▶ Required action: Below are the records; restate word for word the lines from the first through the one containing "success and on", and only those.

[Dataset entries]
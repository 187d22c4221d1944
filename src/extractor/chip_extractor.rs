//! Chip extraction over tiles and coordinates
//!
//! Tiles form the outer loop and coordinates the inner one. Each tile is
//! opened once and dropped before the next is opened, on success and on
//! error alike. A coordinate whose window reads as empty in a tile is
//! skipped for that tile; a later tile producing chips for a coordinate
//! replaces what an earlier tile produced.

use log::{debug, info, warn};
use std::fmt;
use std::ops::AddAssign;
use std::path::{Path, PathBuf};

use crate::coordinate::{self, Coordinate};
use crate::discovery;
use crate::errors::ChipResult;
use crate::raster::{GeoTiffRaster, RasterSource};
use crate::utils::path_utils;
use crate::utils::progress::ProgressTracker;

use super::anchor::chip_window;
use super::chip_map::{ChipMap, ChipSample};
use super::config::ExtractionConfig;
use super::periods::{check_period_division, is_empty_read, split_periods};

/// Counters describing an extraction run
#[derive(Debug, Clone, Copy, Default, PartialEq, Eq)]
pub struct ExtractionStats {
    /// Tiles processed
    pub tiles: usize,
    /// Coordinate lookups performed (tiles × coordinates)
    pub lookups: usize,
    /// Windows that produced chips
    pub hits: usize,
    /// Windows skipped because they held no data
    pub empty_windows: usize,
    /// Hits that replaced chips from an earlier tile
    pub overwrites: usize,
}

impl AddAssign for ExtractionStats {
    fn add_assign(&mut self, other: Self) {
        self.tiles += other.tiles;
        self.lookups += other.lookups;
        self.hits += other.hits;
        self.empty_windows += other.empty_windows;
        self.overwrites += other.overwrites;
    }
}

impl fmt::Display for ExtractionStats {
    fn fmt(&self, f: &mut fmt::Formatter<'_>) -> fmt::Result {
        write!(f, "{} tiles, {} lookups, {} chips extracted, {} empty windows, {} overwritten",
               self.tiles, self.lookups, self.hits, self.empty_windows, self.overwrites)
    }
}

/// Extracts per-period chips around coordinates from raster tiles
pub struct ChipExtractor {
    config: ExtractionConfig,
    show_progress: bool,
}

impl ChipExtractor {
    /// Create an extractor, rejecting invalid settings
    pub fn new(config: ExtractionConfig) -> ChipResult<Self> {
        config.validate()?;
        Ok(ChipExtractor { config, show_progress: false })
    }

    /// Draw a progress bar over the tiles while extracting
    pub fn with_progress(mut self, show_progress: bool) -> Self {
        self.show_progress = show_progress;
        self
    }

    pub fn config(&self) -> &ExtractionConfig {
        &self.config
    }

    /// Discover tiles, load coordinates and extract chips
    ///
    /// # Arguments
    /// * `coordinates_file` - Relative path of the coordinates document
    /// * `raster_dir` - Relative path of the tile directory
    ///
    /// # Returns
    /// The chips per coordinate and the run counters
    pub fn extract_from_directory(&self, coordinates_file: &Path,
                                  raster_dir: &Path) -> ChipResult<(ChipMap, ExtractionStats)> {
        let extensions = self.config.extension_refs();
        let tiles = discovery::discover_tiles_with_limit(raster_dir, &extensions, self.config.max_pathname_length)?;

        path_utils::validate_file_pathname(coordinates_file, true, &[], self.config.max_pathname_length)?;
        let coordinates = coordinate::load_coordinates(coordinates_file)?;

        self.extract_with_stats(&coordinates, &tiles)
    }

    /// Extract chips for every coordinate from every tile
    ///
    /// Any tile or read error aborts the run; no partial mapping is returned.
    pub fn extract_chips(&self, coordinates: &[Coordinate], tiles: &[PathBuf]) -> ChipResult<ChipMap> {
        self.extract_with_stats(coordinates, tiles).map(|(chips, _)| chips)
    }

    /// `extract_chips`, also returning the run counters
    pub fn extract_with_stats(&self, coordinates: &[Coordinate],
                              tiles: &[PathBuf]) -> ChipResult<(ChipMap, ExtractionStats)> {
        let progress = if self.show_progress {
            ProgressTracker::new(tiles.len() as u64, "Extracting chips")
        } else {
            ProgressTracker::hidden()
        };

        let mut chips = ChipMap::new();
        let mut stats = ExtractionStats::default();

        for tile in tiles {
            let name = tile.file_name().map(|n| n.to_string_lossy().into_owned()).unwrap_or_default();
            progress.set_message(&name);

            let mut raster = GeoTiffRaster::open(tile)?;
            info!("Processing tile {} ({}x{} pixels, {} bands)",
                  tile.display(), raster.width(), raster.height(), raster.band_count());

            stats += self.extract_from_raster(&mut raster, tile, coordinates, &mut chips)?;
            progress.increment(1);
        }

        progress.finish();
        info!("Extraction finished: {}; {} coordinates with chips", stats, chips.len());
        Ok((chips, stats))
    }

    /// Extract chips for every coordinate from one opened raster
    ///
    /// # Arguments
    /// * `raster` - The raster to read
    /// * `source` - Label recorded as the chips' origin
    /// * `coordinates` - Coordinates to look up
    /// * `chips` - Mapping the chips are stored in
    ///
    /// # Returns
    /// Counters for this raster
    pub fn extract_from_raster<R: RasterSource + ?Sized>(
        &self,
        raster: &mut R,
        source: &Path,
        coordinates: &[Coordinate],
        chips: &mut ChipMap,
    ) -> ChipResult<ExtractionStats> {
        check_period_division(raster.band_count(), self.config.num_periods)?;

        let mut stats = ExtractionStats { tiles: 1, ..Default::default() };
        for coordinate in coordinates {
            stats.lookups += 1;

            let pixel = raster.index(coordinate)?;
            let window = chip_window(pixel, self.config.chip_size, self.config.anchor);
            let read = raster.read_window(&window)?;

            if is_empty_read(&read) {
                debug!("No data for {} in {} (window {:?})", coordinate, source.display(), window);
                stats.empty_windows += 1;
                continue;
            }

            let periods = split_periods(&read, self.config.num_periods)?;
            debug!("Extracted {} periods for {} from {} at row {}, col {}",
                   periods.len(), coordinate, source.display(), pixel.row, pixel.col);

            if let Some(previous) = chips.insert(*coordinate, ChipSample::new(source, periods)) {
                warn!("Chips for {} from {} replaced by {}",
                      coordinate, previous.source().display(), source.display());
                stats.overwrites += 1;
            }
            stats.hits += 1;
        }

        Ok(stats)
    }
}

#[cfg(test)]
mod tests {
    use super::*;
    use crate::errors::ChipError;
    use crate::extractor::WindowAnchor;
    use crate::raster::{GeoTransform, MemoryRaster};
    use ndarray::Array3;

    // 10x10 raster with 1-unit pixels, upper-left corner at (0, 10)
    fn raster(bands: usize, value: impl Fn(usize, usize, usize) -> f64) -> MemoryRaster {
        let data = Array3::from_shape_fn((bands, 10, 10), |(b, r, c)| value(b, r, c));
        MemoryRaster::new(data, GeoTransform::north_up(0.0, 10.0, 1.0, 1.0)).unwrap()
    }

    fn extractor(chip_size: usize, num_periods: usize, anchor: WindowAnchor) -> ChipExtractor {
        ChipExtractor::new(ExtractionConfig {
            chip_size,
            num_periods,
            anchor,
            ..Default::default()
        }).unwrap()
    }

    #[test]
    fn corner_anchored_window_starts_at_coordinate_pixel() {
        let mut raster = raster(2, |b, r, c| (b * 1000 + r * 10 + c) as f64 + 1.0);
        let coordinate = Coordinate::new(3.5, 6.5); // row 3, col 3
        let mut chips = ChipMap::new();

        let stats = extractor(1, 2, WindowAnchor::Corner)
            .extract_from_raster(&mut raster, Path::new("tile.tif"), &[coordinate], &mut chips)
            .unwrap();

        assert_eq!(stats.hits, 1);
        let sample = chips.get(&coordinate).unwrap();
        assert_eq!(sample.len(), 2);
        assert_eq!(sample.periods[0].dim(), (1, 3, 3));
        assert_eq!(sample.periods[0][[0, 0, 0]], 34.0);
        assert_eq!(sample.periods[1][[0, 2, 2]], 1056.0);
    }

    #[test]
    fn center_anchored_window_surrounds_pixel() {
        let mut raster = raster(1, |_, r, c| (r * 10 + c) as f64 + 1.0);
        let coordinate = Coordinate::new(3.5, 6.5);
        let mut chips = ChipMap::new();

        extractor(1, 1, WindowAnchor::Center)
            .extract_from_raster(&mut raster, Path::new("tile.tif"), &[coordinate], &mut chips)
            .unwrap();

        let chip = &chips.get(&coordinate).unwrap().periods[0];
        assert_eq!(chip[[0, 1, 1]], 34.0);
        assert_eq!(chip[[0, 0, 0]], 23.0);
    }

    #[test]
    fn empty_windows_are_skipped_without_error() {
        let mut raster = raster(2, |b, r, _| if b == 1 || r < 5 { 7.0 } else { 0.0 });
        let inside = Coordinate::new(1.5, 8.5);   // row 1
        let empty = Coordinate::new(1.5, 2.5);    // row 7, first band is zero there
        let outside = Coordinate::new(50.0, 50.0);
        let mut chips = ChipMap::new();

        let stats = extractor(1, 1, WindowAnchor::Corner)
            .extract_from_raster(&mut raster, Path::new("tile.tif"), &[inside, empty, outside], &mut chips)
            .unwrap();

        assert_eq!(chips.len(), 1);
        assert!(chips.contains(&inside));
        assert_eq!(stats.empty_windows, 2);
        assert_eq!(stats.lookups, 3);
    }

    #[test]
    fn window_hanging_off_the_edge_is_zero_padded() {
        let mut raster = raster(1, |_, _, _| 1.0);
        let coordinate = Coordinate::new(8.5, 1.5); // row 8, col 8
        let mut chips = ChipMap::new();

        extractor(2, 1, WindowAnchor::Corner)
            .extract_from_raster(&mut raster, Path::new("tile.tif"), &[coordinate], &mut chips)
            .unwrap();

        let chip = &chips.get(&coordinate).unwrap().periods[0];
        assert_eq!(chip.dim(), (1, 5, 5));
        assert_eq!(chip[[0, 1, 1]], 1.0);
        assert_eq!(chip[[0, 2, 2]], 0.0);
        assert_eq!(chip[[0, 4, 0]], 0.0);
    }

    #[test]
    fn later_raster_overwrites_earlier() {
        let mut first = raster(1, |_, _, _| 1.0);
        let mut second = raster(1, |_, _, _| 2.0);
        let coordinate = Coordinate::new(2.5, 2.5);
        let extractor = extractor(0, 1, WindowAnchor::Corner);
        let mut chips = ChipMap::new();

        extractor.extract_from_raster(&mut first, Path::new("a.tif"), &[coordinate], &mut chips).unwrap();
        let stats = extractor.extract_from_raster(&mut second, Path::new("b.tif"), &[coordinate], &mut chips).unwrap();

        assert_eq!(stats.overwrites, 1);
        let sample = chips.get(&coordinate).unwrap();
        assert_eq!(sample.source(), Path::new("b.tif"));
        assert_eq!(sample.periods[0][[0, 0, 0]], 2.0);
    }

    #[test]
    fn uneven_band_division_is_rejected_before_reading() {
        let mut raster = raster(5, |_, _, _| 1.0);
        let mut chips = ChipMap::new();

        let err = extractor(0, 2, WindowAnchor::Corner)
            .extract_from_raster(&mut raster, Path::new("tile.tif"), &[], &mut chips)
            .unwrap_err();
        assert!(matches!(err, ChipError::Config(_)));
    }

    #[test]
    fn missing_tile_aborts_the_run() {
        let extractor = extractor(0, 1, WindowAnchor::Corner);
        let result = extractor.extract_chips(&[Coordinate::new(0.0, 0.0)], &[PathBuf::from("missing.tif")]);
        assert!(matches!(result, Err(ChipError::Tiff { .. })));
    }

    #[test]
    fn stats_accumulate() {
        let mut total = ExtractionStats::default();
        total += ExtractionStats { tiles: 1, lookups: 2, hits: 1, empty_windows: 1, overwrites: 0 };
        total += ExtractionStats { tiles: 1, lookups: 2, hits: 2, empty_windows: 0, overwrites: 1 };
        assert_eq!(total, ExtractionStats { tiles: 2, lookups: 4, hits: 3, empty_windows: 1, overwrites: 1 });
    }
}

▶ Answer section:
repository 187d22c4221d1944
filename src/extractor/chip_extractor.rs
//! Chip extraction over tiles and coordinates
//!
//! Tiles form the outer loop and coordinates the inner one. Each tile is
//! opened once and dropped before the next is opened, on success and on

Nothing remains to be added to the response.